Wie viele Spiele der damaligen Zeit haben sowas wie ein Ingame-Tutorial beinhaltet? Tatsächlich hatte Videospielredakteur und Filmkritiker David Hain vor 4 Jahren in der Rubrik „FIRSTS" auf (irgendso)einem Youtube-Kanal sich mit dieser Frage beschäftigt und er kam zum Ergebnis „Super Mario World" von 1990 mit den Textblöcken. Hier haben wir Q-Billion ein Jahr früher, wie es auf die Aktionen des Spielers reagiert und damit eine Anleitung nicht zwingend erforderlich macht.

Alternativ habe ich noch ein knapp 20-minütiges Video zu dem Spiel erstellt, in dem ich ebenfalls das Spielprinzip näher bringe:


Kurzum:

  • Blöcke haben Zahlen von 1 bis 4 und lassen sich frei begehen.
  • Nur Blöcke mit einer 1 lassen sich frei schieben.
  • Blöcke höher als 1 können nur von einem Block mit der jeweiligen um 1 niedrigeren Zahl auf einen Block mit einer niedrigeren Zahl oder auf ein freies Feld geschoben werden.
  • Der Ausgangspunkt beim Schieben des Blocks wird bei einem freien Feld zu einer 1 oder bei einer Zahl wird 1 auf die Zahl draufaddiert.
  • Die Zahl von Blöcken mit Symbolen verringert sich um 1, wenn 4 davon aneinandergrenzen. Blöcke, die eine 1 haben, verschwinden.
  • Grenzen 5 oder mehr Blöcke mit Symbolen an, kann man mit dem A-Knopf entscheiden, welche Blöcke sich auflösen.
  • Das Rätsel gilt als gelöst, wenn auf sämtlichen Blöcken eine 1 und kein Symbol ist.

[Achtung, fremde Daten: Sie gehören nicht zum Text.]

//! Resolved style and prop values
//!
//! A [`Style`] is an ordered mapping from a style/prop key to a resolved
//! [`PropValue`]. Elements resolve their static entries, shared-value
//! bindings and animated styles into a `Style` whenever a snapshot is read.
//!
//! Equality between two styles ignores key order, matching how snapshots
//! are compared in assertions.

use std::fmt;

use indexmap::IndexMap;
use serde::{Deserialize, Serialize};

/// Default tolerance used when comparing numeric values
pub const DEFAULT_NUMBER_EPSILON: f32 = 1e-3;

/// A single resolved style or prop value
#[derive(Clone, Debug, PartialEq, Serialize, Deserialize)]
#[serde(untagged)]
pub enum PropValue {
    Bool(bool),
    Number(f32),
    Text(String),
    /// Nested map, e.g. the `style` entry of animated props
    Map(Style),
}

impl PropValue {
    /// Numeric value, if this is a number
    pub fn as_number(&self) -> Option<f32> {
        match self {
            PropValue::Number(n) => Some(*n),
            _ => None,
        }
    }

    /// Text value, if this is text
    pub fn as_text(&self) -> Option<&str> {
        match self {
            PropValue::Text(s) => Some(s),
            _ => None,
        }
    }

    /// Nested map, if this is a map
    pub fn as_map(&self) -> Option<&Style> {
        match self {
            PropValue::Map(m) => Some(m),
            _ => None,
        }
    }

    /// Compare two values, allowing numbers to differ by at most `epsilon`
    pub fn approx_eq(&self, other: &PropValue, epsilon: f32) -> bool {
        match (self, other) {
            (PropValue::Number(a), PropValue::Number(b)) => (a - b).abs() <= epsilon,
            (PropValue::Map(a), PropValue::Map(b)) => a.approx_eq(b, epsilon),
            (a, b) => a == b,
        }
    }
}

impl fmt::Display for PropValue {
    fn fmt(&self, f: &mut fmt::Formatter<'_>) -> fmt::Result {
        match self {
            PropValue::Bool(b) => write!(f, "{b}"),
            PropValue::Number(n) => write!(f, "{n}"),
            PropValue::Text(s) => write!(f, "{s:?}"),
            PropValue::Map(m) => write!(f, "{m}"),
        }
    }
}

impl From<f32> for PropValue {
    fn from(value: f32) -> Self {
        PropValue::Number(value)
    }
}

impl From<f64> for PropValue {
    fn from(value: f64) -> Self {
        PropValue::Number(value as f32)
    }
}

impl From<i32> for PropValue {
    fn from(value: i32) -> Self {
        PropValue::Number(value as f32)
    }
}

impl From<bool> for PropValue {
    fn from(value: bool) -> Self {
        PropValue::Bool(value)
    }
}

impl From<&str> for PropValue {
    fn from(value: &str) -> Self {
        PropValue::Text(value.to_string())
    }
}

impl From<String> for PropValue {
    fn from(value: String) -> Self {
        PropValue::Text(value)
    }
}

impl From<Style> for PropValue {
    fn from(value: Style) -> Self {
        PropValue::Map(value)
    }
}

/// One key that differs between an expected and an actual style
#[derive(Clone, Debug, PartialEq)]
pub struct PropMismatch {
    pub key: String,
    /// `None` when the key was not expected
    pub expected: Option<PropValue>,
    /// `None` when the key is missing from the actual style
    pub actual: Option<PropValue>,
}

impl fmt::Display for PropMismatch {
    fn fmt(&self, f: &mut fmt::Formatter<'_>) -> fmt::Result {
        let show = |v: &Option<PropValue>| match v {
            Some(v) => v.to_string(),
            None => "<absent>".to_string(),
        };
        write!(
            f,
            "{}: expected {}, actual {}",
            self.key,
            show(&self.expected),
            show(&self.actual)
        )
    }
}

/// An ordered style/prop mapping
#[derive(Clone, Debug, Default, PartialEq, Serialize, Deserialize)]
#[serde(transparent)]
pub struct Style(IndexMap<String, PropValue>);

impl Style {
    pub fn new() -> Self {
        Self(IndexMap::new())
    }

    /// Builder-style insert
    pub fn with(mut self, key: impl Into<String>, value: impl Into<PropValue>) -> Self {
        self.insert(key, value);
        self
    }

    /// Insert or replace a value, keeping the key's original position
    pub fn insert(&mut self, key: impl Into<String>, value: impl Into<PropValue>) {
        self.0.insert(key.into(), value.into());
    }

    pub fn get(&self, key: &str) -> Option<&PropValue> {
        self.0.get(key)
    }

    /// Numeric value for a key
    pub fn number(&self, key: &str) -> Option<f32> {
        self.get(key).and_then(PropValue::as_number)
    }

    pub fn remove(&mut self, key: &str) -> Option<PropValue> {
        self.0.shift_remove(key)
    }

    pub fn contains_key(&self, key: &str) -> bool {
        self.0.contains_key(key)
    }

    pub fn len(&self) -> usize {
        self.0.len()
    }

    pub fn is_empty(&self) -> bool {
        self.0.is_empty()
    }

    pub fn keys(&self) -> impl Iterator<Item = &str> {
        self.0.keys().map(String::as_str)
    }

    pub fn iter(&self) -> impl Iterator<Item = (&str, &PropValue)> {
        self.0.iter().map(|(k, v)| (k.as_str(), v))
    }

    /// Overlay `other` on top of this style; later values win
    pub fn merge(&mut self, other: &Style) {
        for (key, value) in other.iter() {
            self.insert(key, value.clone());
        }
    }

    /// Compare ignoring key order, with numeric tolerance
    pub fn approx_eq(&self, other: &Style, epsilon: f32) -> bool {
        self.len() == other.len()
            && self
                .iter()
                .all(|(k, v)| other.get(k).is_some_and(|o| v.approx_eq(o, epsilon)))
    }

    /// List every key that differs from `expected`
    ///
    /// Expected keys are reported first in their declared order, followed by
    /// keys present only in `self`.
    pub fn diff(&self, expected: &Style, epsilon: f32) -> Vec<PropMismatch> {
        let mut mismatches = Vec::new();

        for (key, want) in expected.iter() {
            match self.get(key) {
                Some(got) if got.approx_eq(want, epsilon) => {}
                got => mismatches.push(PropMismatch {
                    key: key.to_string(),
                    expected: Some(want.clone()),
                    actual: got.cloned(),
                }),
            }
        }

        for (key, got) in self.iter() {
            if !expected.contains_key(key) {
                mismatches.push(PropMismatch {
                    key: key.to_string(),
                    expected: None,
                    actual: Some(got.clone()),
                });
            }
        }

        mismatches
    }
}

impl fmt::Display for Style {
    fn fmt(&self, f: &mut fmt::Formatter<'_>) -> fmt::Result {
        write!(f, "{{")?;
        for (i, (key, value)) in self.iter().enumerate() {
            if i > 0 {
                write!(f, ", ")?;
            }
            write!(f, "{key}: {value}")?;
        }
        write!(f, "}}")
    }
}

impl<K: Into<String>, V: Into<PropValue>> FromIterator<(K, V)> for Style {
    fn from_iter<I: IntoIterator<Item = (K, V)>>(iter: I) -> Self {
        let mut style = Style::new();
        for (k, v) in iter {
            style.insert(k, v);
        }
        style
    }
}

/// Build a [`Style`] from `key => value` pairs
///
/// ```
/// use kinema_core::style;
///
/// let s = style! { "width" => 100.0, "backgroundColor" => "violet" };
/// assert_eq!(s.number("width"), Some(100.0));
/// ```
#[macro_export]
macro_rules! style {
    () => { $crate::value::Style::new() };
    ($($key:expr => $value:expr),+ $(,)?) => {{
        let mut s = $crate::value::Style::new();
        $( s.insert($key, $value); )+
        s
    }};
}
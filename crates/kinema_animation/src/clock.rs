//! Virtual clock
//!
//! Simulated time that only moves when explicitly advanced. The scheduler
//! owns one clock; wall-clock time is never consulted.

use std::time::Duration;

/// Explicitly advanced simulated time, starting at zero
#[derive(Clone, Copy, Debug, Default, PartialEq, Eq)]
pub struct VirtualClock {
    now: Duration,
    frames: u64,
}

impl VirtualClock {
    pub fn new() -> Self {
        Self::default()
    }

    /// Current simulated instant, measured from clock creation
    pub fn now(&self) -> Duration {
        self.now
    }

    /// Number of frames stepped so far
    pub fn frames(&self) -> u64 {
        self.frames
    }

    /// Move time forward by one frame of length `step`, returning the new instant
    pub fn step(&mut self, step: Duration) -> Duration {
        self.now += step;
        self.frames += 1;
        self.now
    }

    /// Rewind to zero
    pub fn reset(&mut self) {
        *self = Self::default();
    }
}
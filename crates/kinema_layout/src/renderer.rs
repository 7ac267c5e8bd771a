//! Render tree
//!
//! A mounted element tree. Nodes are addressed by [`LayoutNodeId`] and,
//! when declared with one, by test id. The tree resolves each node's style
//! snapshot on demand and dispatches events to node handlers.

use std::sync::{MutexGuard, PoisonError};

use kinema_core::events::{event_name, EventType};
use kinema_core::{PropValue, ReactiveGraph, SharedReactiveGraph, Style};
use rustc_hash::FxHashMap;
use slotmap::{new_key_type, Key, SlotMap};

use crate::element::{Element, ElementKind};
use crate::error::{LayoutError, Result};
use crate::event_handler::{EventCallback, EventContext, EventHandlers};
use crate::style::{AnimatedProps, AnimatedStyle, StyleBinding};

new_key_type! {
    pub struct LayoutNodeId;
}

impl LayoutNodeId {
    /// Convert to a raw u64 representation
    pub fn to_raw(self) -> u64 {
        self.data().as_ffi()
    }
}

/// A mounted element
struct RenderNode {
    kind: ElementKind,
    test_id: Option<String>,
    parent: Option<LayoutNodeId>,
    children: Vec<LayoutNodeId>,
    style: Style,
    bindings: Vec<StyleBinding>,
    animated_style: Option<AnimatedStyle>,
    animated_props: Option<AnimatedProps>,
    handlers: EventHandlers,
}

/// A mounted element tree
pub struct RenderTree {
    nodes: SlotMap<LayoutNodeId, RenderNode>,
    root: Option<LayoutNodeId>,
    test_ids: FxHashMap<String, LayoutNodeId>,
    reactive: SharedReactiveGraph,
}

impl RenderTree {
    /// Create an empty tree reading from the given reactive graph
    pub fn new(reactive: SharedReactiveGraph) -> Self {
        Self {
            nodes: SlotMap::with_key(),
            root: None,
            test_ids: FxHashMap::default(),
            reactive,
        }
    }

    /// Mount an element and its descendants into a new tree
    ///
    /// Fails if two elements share a test id, or if animated bindings are
    /// attached to an element that cannot animate.
    pub fn build(element: Element, reactive: SharedReactiveGraph) -> Result<Self> {
        let mut tree = Self::new(reactive);
        tree.root = Some(tree.build_element(element, None)?);
        Ok(tree)
    }

    fn build_element(&mut self, element: Element, parent: Option<LayoutNodeId>) -> Result<LayoutNodeId> {
        let Element {
            kind,
            test_id,
            style,
            bindings,
            animated_style,
            animated_props,
            handlers,
            children,
        } = element;

        if !kind.is_animated() {
            let what = if !bindings.is_empty() {
                Some("shared value bindings")
            } else if animated_style.is_some() {
                Some("an animated style")
            } else if animated_props.is_some() {
                Some("animated props")
            } else {
                None
            };
            if let Some(what) = what {
                return Err(LayoutError::NotAnimatable {
                    kind: kind.name(),
                    test_id,
                    what,
                });
            }
        }

        if let Some(id) = &test_id {
            if self.test_ids.contains_key(id) {
                return Err(LayoutError::DuplicateTestId(id.clone()));
            }
        }

        let node_id = self.nodes.insert(RenderNode {
            kind,
            test_id: test_id.clone(),
            parent,
            children: Vec::with_capacity(children.len()),
            style,
            bindings,
            animated_style,
            animated_props,
            handlers,
        });
        if let Some(id) = test_id {
            self.test_ids.insert(id, node_id);
        }

        for child in children {
            let child_id = self.build_element(child, Some(node_id))?;
            if let Some(node) = self.nodes.get_mut(node_id) {
                node.children.push(child_id);
            }
        }

        Ok(node_id)
    }

    fn graph(&self) -> MutexGuard<'_, ReactiveGraph> {
        self.reactive.lock().unwrap_or_else(PoisonError::into_inner)
    }

    // =========================================================================
    // Structure
    // =========================================================================

    pub fn root(&self) -> Option<LayoutNodeId> {
        self.root
    }

    /// Number of mounted nodes
    pub fn len(&self) -> usize {
        self.nodes.len()
    }

    pub fn is_empty(&self) -> bool {
        self.nodes.is_empty()
    }

    pub fn contains(&self, node: LayoutNodeId) -> bool {
        self.nodes.contains_key(node)
    }

    /// Look up a node by test id
    pub fn find_by_test_id(&self, test_id: &str) -> Option<LayoutNodeId> {
        self.test_ids.get(test_id).copied()
    }

    /// Every test id in the tree
    pub fn test_ids(&self) -> impl Iterator<Item = &str> {
        self.test_ids.keys().map(String::as_str)
    }

    pub fn test_id(&self, node: LayoutNodeId) -> Option<&str> {
        self.nodes.get(node)?.test_id.as_deref()
    }

    pub fn kind(&self, node: LayoutNodeId) -> Option<&ElementKind> {
        self.nodes.get(node).map(|n| &n.kind)
    }

    pub fn parent(&self, node: LayoutNodeId) -> Option<LayoutNodeId> {
        self.nodes.get(node)?.parent
    }

    pub fn children(&self, node: LayoutNodeId) -> &[LayoutNodeId] {
        self.nodes
            .get(node)
            .map(|n| n.children.as_slice())
            .unwrap_or(&[])
    }

    /// Text content of a text element, or title of a button
    pub fn text_content(&self, node: LayoutNodeId) -> Option<&str> {
        match self.kind(node)? {
            ElementKind::Text { content } => Some(content),
            ElementKind::Button { title } => Some(title),
            _ => None,
        }
    }

    // =========================================================================
    // Style resolution
    // =========================================================================

    /// Resolve a node's style as of now
    ///
    /// Layers, later winning: static entries, shared-value bindings, the
    /// animated style, then the `style` entry of animated props.
    /// Reading never advances time; repeated reads are served from cache
    /// until a shared value the style depends on changes.
    pub fn resolve_style(&self, node: LayoutNodeId) -> Option<Style> {
        let node = self.nodes.get(node)?;
        let mut style = node.style.clone();

        if node.bindings.is_empty() && node.animated_style.is_none() && node.animated_props.is_none() {
            return Some(style);
        }

        let mut graph = self.graph();
        for binding in &node.bindings {
            style.insert(binding.key.clone(), binding.resolve(&graph));
        }
        if let Some(animated) = &node.animated_style {
            style.merge(&animated.resolve(&mut graph));
        }
        if let Some(props) = &node.animated_props {
            if let Some(props_style) = props.resolve_style(&mut graph) {
                style.merge(&props_style);
            }
        }

        Some(style)
    }

    /// Resolve a node's animated props other than `style`
    pub fn resolve_props(&self, node: LayoutNodeId) -> Option<Style> {
        let node = self.nodes.get(node)?;
        match &node.animated_props {
            Some(props) => Some(props.resolve_props(&mut self.graph())),
            None => Some(Style::new()),
        }
    }

    /// Resolve a single style key
    pub fn resolve_style_value(&self, node: LayoutNodeId, key: &str) -> Option<PropValue> {
        self.resolve_style(node)?.remove(key)
    }

    // =========================================================================
    // Events
    // =========================================================================

    /// Find the node that handles `event_type` fired on `node`
    ///
    /// Starts at `node` and walks up through its ancestors.
    pub fn handler_target(&self, node: LayoutNodeId, event_type: EventType) -> Option<LayoutNodeId> {
        let mut current = Some(node);
        while let Some(id) = current {
            let n = self.nodes.get(id)?;
            if n.handlers.has_handler(event_type) {
                return Some(id);
            }
            current = n.parent;
        }
        None
    }

    /// Fire an event on a node, bubbling to the nearest ancestor with a handler
    ///
    /// Returns the node whose handlers ran, or `None` if nothing handled it.
    /// Handlers run synchronously with no lock held, so they may read and
    /// write shared values.
    pub fn dispatch(&self, node: LayoutNodeId, event_type: EventType) -> Option<LayoutNodeId> {
        let target = self.handler_target(node, event_type)?;
        let handlers = self.nodes.get(target)?.handlers.clone();

        tracing::debug!(
            "dispatch {} on node {} handled by node {} ({} handler(s))",
            event_name(event_type),
            node.to_raw(),
            target.to_raw(),
            handlers.get(event_type).map_or(0, <[EventCallback]>::len)
        );

        handlers.dispatch(&EventContext::new(event_type, target).with_target(node));
        Some(target)
    }
}
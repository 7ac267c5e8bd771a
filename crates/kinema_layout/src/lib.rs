//! Kinema Layout
//!
//! Declarative element trees whose styles are driven by shared values.
//!
//! # Example
//!
//! ```rust
//! use std::sync::{Arc, Mutex};
//! use kinema_animation::AnimationScheduler;
//! use kinema_core::{event_types, style, ReactiveGraph};
//! use kinema_layout::prelude::*;
//!
//! let scheduler = AnimationScheduler::new(Arc::new(Mutex::new(ReactiveGraph::new())));
//! let (tree, effects) = mount(&scheduler, |cx| {
//!     let width = cx.use_shared_value(100.0);
//!     let pressed = width.clone();
//!     view()
//!         .child(animated_view().test_id("box").bind("width", &width))
//!         .child(button("Grow").test_id("grow").on_press(move |_| {
//!             pressed.set(pressed.get() + 50.0);
//!         }))
//! })
//! .unwrap();
//! effects.run();
//!
//! let grow = tree.find_by_test_id("grow").unwrap();
//! tree.dispatch(grow, event_types::PRESS);
//!
//! let node = tree.find_by_test_id("box").unwrap();
//! assert_eq!(tree.resolve_style(node), Some(style! { "width" => 150.0 }));
//! ```

pub mod element;
pub mod error;
pub mod event_handler;
pub mod mount;
pub mod renderer;
pub mod style;

pub use element::{animated_view, button, text, view, Element, ElementKind};
pub use error::{LayoutError, Result};
pub use event_handler::{EventCallback, EventContext, EventHandlers};
pub use mount::{mount, MountContext, MountEffects};
pub use renderer::{LayoutNodeId, RenderTree};
pub use style::{AnimatedProps, AnimatedStyle, StyleBinding, StyleScope, STYLE_PROP};

/// Prelude module for convenient imports
pub mod prelude {
    pub use crate::element::{animated_view, button, text, view, Element, ElementKind};
    pub use crate::event_handler::EventContext;
    pub use crate::mount::{mount, MountContext};
    pub use crate::renderer::{LayoutNodeId, RenderTree};
    pub use crate::style::{AnimatedProps, AnimatedStyle, StyleScope};
}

Und habt ihr schon ein Gefühl dafür …?

Nuuun, vermutlich seht ihr, warum ich lieber noch mal ein Video erstellt habe.
Am besten, ihr probiert die Browservariante mal selbst aus, wenn ihr Zeit erübrigen könnt.


(Der Name des Passworts ist Programm)

Wie man dem Cover entnehmen kann, bietet das Spiel eine Kampagne von 120 Puzzles, ein unglaublich zeitintensives Unterfangen im Maßstab dieser Challenge. Die Level beginnen trivial und die meisten lassen sich in wenigen Sekunden lösen, da man dankenswerterweise anders als in Boxxle die Laufgeschwindigkeit von „Mr. Mouse“ anpassen kann. Doch mit eskalierender Komplexität nimmt auch der Zeitaufwand zu, da immer mehr Schritte benötigt werden, um das gewünschte Ergebnis zu erreichen. Meistens muss man dabei Blöcke mit einer 4 auflösen, bei denen die dafür notwendigen 3er-Blöcke nicht gleich um die Ecke sind. Da man nur maximal einen Zug zurücknehmen kann, führen 2 voreilige falsche Züge dazu, dass man viel der Vorbereitungsarbeit erneut durchführen muss, und man wird sich wohl nicht immer alle Schritte bis dahin eingeprägt haben.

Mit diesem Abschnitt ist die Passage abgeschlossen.